YOUR GOAL: Line by line, copy the material below exactly as given.

===== RECORDS PROVIDED =====

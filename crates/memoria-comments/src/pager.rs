//! Paginated comment list shared by both panels.
//!
//! Page 1 replaces the list, later pages append. Each load is issued a
//! [`PageTicket`]; only the response for the most recently issued ticket is
//! applied, so an overlapping request can never shuffle the list.

use tracing::{debug, warn};

use crate::types::{Comment, CommentPage, Pagination};

/// Handle for one in-flight page request.
#[derive(Debug, Clone, Copy, PartialEq, Eq)]
pub struct PageTicket {
    page: u32,
    seq: u64,
}

impl PageTicket {
    pub fn page(&self) -> u32 {
        self.page
    }
}

/// Comment list with pagination state and request fencing.
#[derive(Debug)]
pub struct CommentPager {
    comments: Vec<Comment>,
    pagination: Pagination,
    page_size: u32,
    next_seq: u64,
    pending: Option<PageTicket>,
    disposed: bool,
}

impl CommentPager {
    pub fn new(page_size: u32) -> Self {
        Self {
            comments: Vec::new(),
            pagination: Pagination::default(),
            page_size: page_size.max(1),
            next_seq: 0,
            pending: None,
            disposed: false,
        }
    }

    pub fn page_size(&self) -> u32 {
        self.page_size
    }

    pub fn comments(&self) -> &[Comment] {
        &self.comments
    }

    pub fn pagination(&self) -> Pagination {
        self.pagination
    }

    /// Whether a page request is outstanding.
    pub fn is_loading(&self) -> bool {
        self.pending.is_some()
    }

    pub fn has_more(&self) -> bool {
        self.pagination.pagina_actual < self.pagination.total_paginas
    }

    /// Start a request for `page`, superseding any outstanding one.
    ///
    /// After [`dispose`](Self::dispose) the ticket is never pending, so
    /// nothing reports as loading.
    pub fn begin(&mut self, page: u32) -> PageTicket {
        self.next_seq += 1;
        let ticket = PageTicket {
            page: page.max(1),
            seq: self.next_seq,
        };
        if self.disposed {
            debug!("Page {} requested after dispose", ticket.page);
            return ticket;
        }
        if let Some(previous) = self.pending.replace(ticket) {
            debug!(
                "Page {} request superseded by page {}",
                previous.page, ticket.page
            );
        }
        ticket
    }

    /// Apply a page response.
    ///
    /// Returns `false` (and leaves the list untouched) when the ticket is no
    /// longer current or the pager was disposed.
    pub fn complete(&mut self, ticket: PageTicket, page: CommentPage) -> bool {
        if !self.accepts(ticket) {
            return false;
        }
        self.pending = None;

        if ticket.page == 1 {
            self.comments = page.comentarios;
        } else {
            self.comments.extend(page.comentarios);
        }
        self.pagination = Pagination {
            pagina_actual: ticket.page,
            total_paginas: page.total_pages.max(ticket.page),
            total_comentarios: page.total,
        };
        debug!(
            "Loaded page {}/{} ({} comments total)",
            self.pagination.pagina_actual, self.pagination.total_paginas, page.total
        );
        true
    }

    /// Mark a request as failed. Returns `false` if the ticket was stale.
    pub fn fail(&mut self, ticket: PageTicket) -> bool {
        if !self.accepts(ticket) {
            return false;
        }
        self.pending = None;
        true
    }

    /// Overwrite the like count of a comment or reply.
    ///
    /// Returns `true` if an item matched.
    pub fn apply_likes(&mut self, item_id: &str, likes: u64) -> bool {
        self.comments
            .iter_mut()
            .any(|comment| comment.set_likes(item_id, likes))
    }

    /// Ignore every response from now on.
    pub fn dispose(&mut self) {
        self.disposed = true;
        self.pending = None;
    }

    pub fn is_disposed(&self) -> bool {
        self.disposed
    }

    fn accepts(&self, ticket: PageTicket) -> bool {
        if self.disposed {
            debug!("Ignoring page {} response after dispose", ticket.page);
            return false;
        }
        if self.pending != Some(ticket) {
            warn!("Dropping stale response for page {}", ticket.page);
            return false;
        }
        true
    }
}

=====

WRITTEN ANSWER:
filename crates/memoria-comments/src/pager.rs
//! Paginated comment list shared by both panels.
//!
//! Page 1 replaces the list, later pages append. Each load is issued a
//! [`PageTicket`]; only the response for the most recently issued ticket is
//! applied, so an overlapping request can never shuffle the list.

use tracing::{debug, warn};

use crate::types::{Comment, CommentPage, Pagination};

/// Handle for one in-flight page request.
#[derive(Debug, Clone, Copy, PartialEq, Eq)]
pub struct PageTicket {
    page: u32,
    seq: u64,
}

impl PageTicket {
    pub fn page(&self) -> u32 {
        self.page
    }
}

/// Comment list with pagination state and request fencing.
#[derive(Debug)]
pub struct CommentPager {
    comments: Vec<Comment>,
    pagination: Pagination,
    page_size: u32,
    next_seq: u64,
    pending: Option<PageTicket>,
    disposed: bool,
}

impl CommentPager {
    pub fn new(page_size: u32) -> Self {
        Self {
            comments: Vec::new(),
            pagination: Pagination::default(),
            page_size: page_size.max(1),
            next_seq: 0,
            pending: None,
            disposed: false,
        }
    }

    pub fn page_size(&self) -> u32 {
        self.page_size
    }

    pub fn comments(&self) -> &[Comment] {
        &self.comments
    }

    pub fn pagination(&self) -> Pagination {
        self.pagination
    }

    /// Whether a page request is outstanding.
    pub fn is_loading(&self) -> bool {
        self.pending.is_some()
    }

    pub fn has_more(&self) -> bool {
        self.pagination.pagina_actual < self.pagination.total_paginas
    }

    /// Start a request for `page`, superseding any outstanding one.
    ///
    /// After [`dispose`](Self::dispose) the ticket is never pending, so
    /// nothing reports as loading.
    pub fn begin(&mut self, page: u32) -> PageTicket {
        self.next_seq += 1;
        let ticket = PageTicket {
            page: page.max(1),
            seq: self.next_seq,
        };
        if self.disposed {
            debug!("Page {} requested after dispose", ticket.page);
            return ticket;
        }
        if let Some(previous) = self.pending.replace(ticket) {
            debug!(
                "Page {} request superseded by page {}",
                previous.page, ticket.page
            );
        }
        ticket
    }

    /// Apply a page response.
    ///
    /// Returns `false` (and leaves the list untouched) when the ticket is no
    /// longer current or the pager was disposed.
    pub fn complete(&mut self, ticket: PageTicket, page: CommentPage) -> bool {
        if !self.accepts(ticket) {
            return false;
        }
        self.pending = None;

        if ticket.page == 1 {
            self.comments = page.comentarios;
        } else {
            self.comments.extend(page.comentarios);
        }
        self.pagination = Pagination {
            pagina_actual: ticket.page,
            total_paginas: page.total_pages.max(ticket.page),
            total_comentarios: page.total,
        };
        debug!(
            "Loaded page {}/{} ({} comments total)",
            self.pagination.pagina_actual, self.pagination.total_paginas, page.total
        );
        true
    }

    /// Mark a request as failed. Returns `false` if the ticket was stale.
    pub fn fail(&mut self, ticket: PageTicket) -> bool {
        if !self.accepts(ticket) {
            return false;
        }
        self.pending = None;
        true
    }

    /// Overwrite the like count of a comment or reply.
    ///
    /// Returns `true` if an item matched.
    pub fn apply_likes(&mut self, item_id: &str, likes: u64) -> bool {
        self.comments
            .iter_mut()
            .any(|comment| comment.set_likes(item_id, likes))
    }

    /// Ignore every response from now on.
    pub fn dispose(&mut self) {
        self.disposed = true;
        self.pending = None;
    }

    pub fn is_disposed(&self) -> bool {
        self.disposed
    }

    fn accepts(&self, ticket: PageTicket) -> bool {
        if self.disposed {
            debug!("Ignoring page {} response after dispose", ticket.page);
            return false;
        }
        if self.pending != Some(ticket) {
            warn!("Dropping stale response for page {}", ticket.page);
            return false;
        }
        true
    }
}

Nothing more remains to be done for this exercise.